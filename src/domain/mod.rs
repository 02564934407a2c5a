// ==========================================
// 披萨面团计算器 - 领域层
// ==========================================

pub mod dough;
pub mod flour;
pub mod types;

pub use dough::{
    FermentationProfile, FermentationStage, KneadingPlan, RecipeInputs, RecipeOutputs,
};
pub use flour::{FlourPreset, DEFAULT_FLOUR, FLOUR_PRESETS};
pub use types::{DomainError, YeastForm};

○ ○ ○ ○

TASK TO CARRY OUT> Every line of the listing should be given again exactly.

ANSWER FOR THE TASK>
filename src/domain/mod.rs
repository 02564934407a2c5a
// ==========================================
// 披萨面团计算器 - 领域层
// ==========================================

pub mod dough;
pub mod flour;
pub mod types;

pub use dough::{
    FermentationProfile, FermentationStage, KneadingPlan, RecipeInputs, RecipeOutputs,
};
pub use flour::{FlourPreset, DEFAULT_FLOUR, FLOUR_PRESETS};
pub use types::{DomainError, YeastForm};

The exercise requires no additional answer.